Exoplanet – a history as the tally increases:
They are the long-romanced wonders of the galaxy outside our solar system.
Exoplanets were, until 1992, the stuff of science-fiction and unconfirmed theories.
First proposed in the 16th century by Italian philosopher Giordano Bruno, exoplanets were suggested as part of growing claims and evidence for the Copernican theory of solar system composition.
The theory stated that the sun was the center of the solar system and that the sun in fact bound Earth and the other then-known planets of the solar system.
In Bruno’s theory, he put forth the idea that planets likewise accompanied the other observable stars similar to the sun.
He was burned at the stake by the Roman Inquisition in 1600 for his views, of which his views on astronomy were not the main reason for his condemnation.
For 400 years, exoplanets continued their theoretical existence in the realm of science.
Over the course of those 400 years, several discredited or later retracted claims put forth that assertion that exoplanets had been detected.

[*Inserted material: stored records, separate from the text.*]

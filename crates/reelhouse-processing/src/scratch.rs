//! Request-scoped scratch files
//!
//! Every file created here is removed when its [`ScratchFile`] guard is
//! dropped, so early returns, tool failures and cancelled requests all clean
//! up after themselves.

use std::io;
use std::path::{Path, PathBuf};
use tempfile::TempPath;
use uuid::Uuid;

/// Directory holding in-flight uploads.
#[derive(Debug, Clone)]
pub struct ScratchDir {
    root: PathBuf,
}

impl ScratchDir {
    pub fn new(root: impl Into<PathBuf>) -> Self {
        Self { root: root.into() }
    }

    pub fn path(&self) -> &Path {
        &self.root
    }

    /// Create the directory if it does not exist yet.
    pub async fn ensure(&self) -> io::Result<()> {
        tokio::fs::create_dir_all(&self.root).await
    }

    /// Write `data` to a new file named `{video_id}-{random}.{extension}`.
    ///
    /// The name is reserved with an exclusive create, so concurrent requests
    /// (even for the same video) never share a file.
    pub async fn persist(
        &self,
        video_id: Uuid,
        extension: &str,
        data: &[u8],
    ) -> io::Result<ScratchFile> {
        let file = tempfile::Builder::new()
            .prefix(&format!("{}-", video_id))
            .suffix(&format!(".{}", extension))
            .tempfile_in(&self.root)?;
        let scratch = ScratchFile {
            path: file.into_temp_path(),
        };

        tokio::fs::write(scratch.path(), data).await?;

        tracing::debug!(
            video_id = %video_id,
            path = %scratch.path().display(),
            size_bytes = data.len(),
            "Scratch file written"
        );

        Ok(scratch)
    }
}

/// A scratch file deleted on drop.
#[derive(Debug)]
pub struct ScratchFile {
    path: TempPath,
}

impl ScratchFile {
    /// Take ownership of a path another component is about to write, so it is
    /// removed even if that component fails halfway.
    pub fn adopt(path: impl Into<PathBuf>) -> Self {
        Self {
            path: TempPath::from_path(path),
        }
    }

    pub fn path(&self) -> &Path {
        &self.path
    }

    /// Delete the file now, reporting failure. A file that was never created
    /// counts as deleted.
    pub fn close(self) -> io::Result<()> {
        match self.path.close() {
            Err(e) if e.kind() == io::ErrorKind::NotFound => Ok(()),
            other => other,
        }
    }

    /// Delete the file now, logging instead of failing.
    pub fn discard(self) {
        let path = self.path().to_path_buf();
        if let Err(e) = self.close() {
            tracing::warn!(error = %e, path = %path.display(), "Failed to remove scratch file");
        }
    }
}
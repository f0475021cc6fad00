//! Reelhouse Processing Library
//!
//! The upload ingestion pipeline: validation, scratch files, ffprobe/ffmpeg
//! adapters, orientation classification and the orchestrators that drive them
//! for videos and thumbnails.

mod access;
mod commit;
pub mod orientation;
pub mod scratch;
#[cfg(test)]
mod test_support;
pub mod thumbnail;
pub mod tool;
pub mod validator;
pub mod video;

// Re-export commonly used types
pub use orientation::classify_orientation;
pub use scratch::{ScratchDir, ScratchFile};
pub use thumbnail::ThumbnailService;
pub use tool::ToolError;
pub use validator::{UploadValidator, ValidationError};
pub use video::{
    ContainerRepackager, FfmpegRepackager, FfprobeProber, IngestionOrchestrator, MediaProber,
    VideoGeometry,
};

But it was not until 1992 that the first two exoplanets were concretely discovered and confirmed.
The first two exoplanets known to humans were announced on 22 April 1992 when a team of radio astronomers announced their presence around pulsar PSR 1257+12.
The confirmed discover superseded the 1988 hesitant and problematic announcement of an exoplanet orbiting Gamma Cephei.

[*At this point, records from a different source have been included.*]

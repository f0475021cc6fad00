use reelhouse_core::{models::VideoRecord, AppError};
use reelhouse_db::VideoStore;
use uuid::Uuid;

/// Load `video_id` and check that `user_id` owns it.
pub(crate) async fn load_owned_video(
    videos: &dyn VideoStore,
    video_id: Uuid,
    user_id: Uuid,
) -> Result<VideoRecord, AppError> {
    let video = videos
        .get(video_id)
        .await?
        .ok_or_else(|| AppError::NotFound("Couldn't find video".to_string()))?;

    if !video.is_owned_by(user_id) {
        tracing::warn!(
            video_id = %video_id,
            user_id = %user_id,
            "Upload rejected: user does not own video"
        );
        return Err(AppError::Forbidden("Forbidden".to_string()));
    }

    Ok(video)
}
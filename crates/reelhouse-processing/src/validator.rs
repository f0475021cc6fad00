use reelhouse_core::models::UploadKind;
use reelhouse_core::AppError;

/// Upload validation failures. Display strings are client-facing.
#[derive(Debug, thiserror::Error)]
pub enum ValidationError {
    #[error("{} file missing", .kind.label())]
    MissingFile { kind: UploadKind },

    #[error("{} is too large", .kind.label())]
    TooLarge { kind: UploadKind, max: usize },

    #[error("{} is not an accepted media type", .kind.label())]
    UnsupportedMediaType {
        kind: UploadKind,
        content_type: String,
    },
}

impl From<ValidationError> for AppError {
    fn from(err: ValidationError) -> Self {
        AppError::BadRequest(err.to_string())
    }
}

/// Size and media type rules for one upload kind.
#[derive(Debug, Clone)]
pub struct UploadValidator {
    kind: UploadKind,
    max_size: usize,
}

impl UploadValidator {
    pub fn new(kind: UploadKind, max_size: usize) -> Self {
        Self { kind, max_size }
    }

    pub fn kind(&self) -> UploadKind {
        self.kind
    }

    pub fn max_size(&self) -> usize {
        self.max_size
    }

    pub fn validate_size(&self, size: usize) -> Result<(), ValidationError> {
        if size > self.max_size {
            return Err(ValidationError::TooLarge {
                kind: self.kind,
                max: self.max_size,
            });
        }
        Ok(())
    }

    /// Case-insensitive comparison against the accepted set; parameters such
    /// as `; codecs=...` are not stripped.
    pub fn validate_content_type(&self, content_type: &str) -> Result<(), ValidationError> {
        let normalized = content_type.trim().to_lowercase();
        if !self
            .kind
            .accepted_content_types()
            .contains(&normalized.as_str())
        {
            return Err(ValidationError::UnsupportedMediaType {
                kind: self.kind,
                content_type: content_type.to_string(),
            });
        }
        Ok(())
    }
}
//! Reelhouse API Library
//!
//! HTTP surface of the ingestion service: routing, bearer authentication,
//! multipart intake, error rendering and application setup.

mod handlers;
mod utils;

pub mod auth;
pub mod error;
pub mod setup;
pub mod state;
pub mod telemetry;

// Re-exports
pub use error::{ErrorResponse, HttpAppError};
pub use state::AppState;
use reelhouse_core::{Config, PublisherKind, StorageBackend};
use std::sync::Arc;

use crate::cache::AssetCache;
use crate::data_url::DataUrlPublisher;
use crate::memory::MemoryPublisher;
use crate::object::ObjectStorePublisher;
use crate::traits::{Publisher, StorageError, StorageResult};

async fn create_object_store_publisher(config: &Config) -> StorageResult<ObjectStorePublisher> {
    let storage = &config.storage;

    match storage.backend {
        StorageBackend::S3 => {
            let bucket = storage
                .s3_bucket
                .clone()
                .ok_or_else(|| StorageError::ConfigError("S3_BUCKET not configured".to_string()))?;
            let region = storage.region().map(String::from).ok_or_else(|| {
                StorageError::ConfigError("S3_REGION or AWS_REGION not configured".to_string())
            })?;

            ObjectStorePublisher::s3(bucket, region, storage.s3_endpoint.clone())
        }
        StorageBackend::Local => {
            let base_path = storage.local_storage_path.clone().ok_or_else(|| {
                StorageError::ConfigError("LOCAL_STORAGE_PATH not configured".to_string())
            })?;
            let base_url = storage.local_storage_base_url.as_deref().ok_or_else(|| {
                StorageError::ConfigError("LOCAL_STORAGE_BASE_URL not configured".to_string())
            })?;

            ObjectStorePublisher::local(base_path, base_url).await
        }
    }
}

/// Create the publisher for repackaged videos. Videos always go to the
/// configured object store.
pub async fn create_video_publisher(config: &Config) -> StorageResult<Arc<dyn Publisher>> {
    let publisher = create_object_store_publisher(config).await?;
    tracing::info!(backend = %config.storage.backend, "Video publisher ready");
    Ok(Arc::new(publisher))
}

/// Create the publisher for thumbnails as selected by `THUMBNAIL_PUBLISHER`.
pub async fn create_thumbnail_publisher(
    config: &Config,
    cache: Arc<AssetCache>,
) -> StorageResult<Arc<dyn Publisher>> {
    let kind = config.storage.thumbnail_publisher;
    let publisher: Arc<dyn Publisher> = match kind {
        PublisherKind::ObjectStore => Arc::new(create_object_store_publisher(config).await?),
        PublisherKind::DataUrl => Arc::new(DataUrlPublisher::new()),
        PublisherKind::Memory => {
            Arc::new(MemoryPublisher::new(cache, config.base.public_base_url.clone()))
        }
    };
    tracing::info!(publisher = %kind, "Thumbnail publisher ready");
    Ok(publisher)
}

The highly questioned existence of this exoplanet was not confirmed until 15 years later, thus making the 1992 pulsar planets announced the generally accepted first exoplanets to be found and confirmed.
The first multi-planet extra-solar system was confirmed in 1999 when Upsilon Andromedae was found to have more than one planet in orbit.
But until 2009, most known exoplanets were massive super-Jupiters with relatively short orbital periods.
It wasn’t until major technological advancements in ground-based telescopes and the launch of NASA’s Kepler Space Telescope in 2009 that the exoplanet tally and size-range exploded.
In the short intervening four years since 2009, an unprecented number of exoplanets have been found and confirmed and an even larger number of candidate exoplanets identified.
In 2013 alone, 31 additional exoplanets were either confirmed or entered as candidates into the exoplanet catalog.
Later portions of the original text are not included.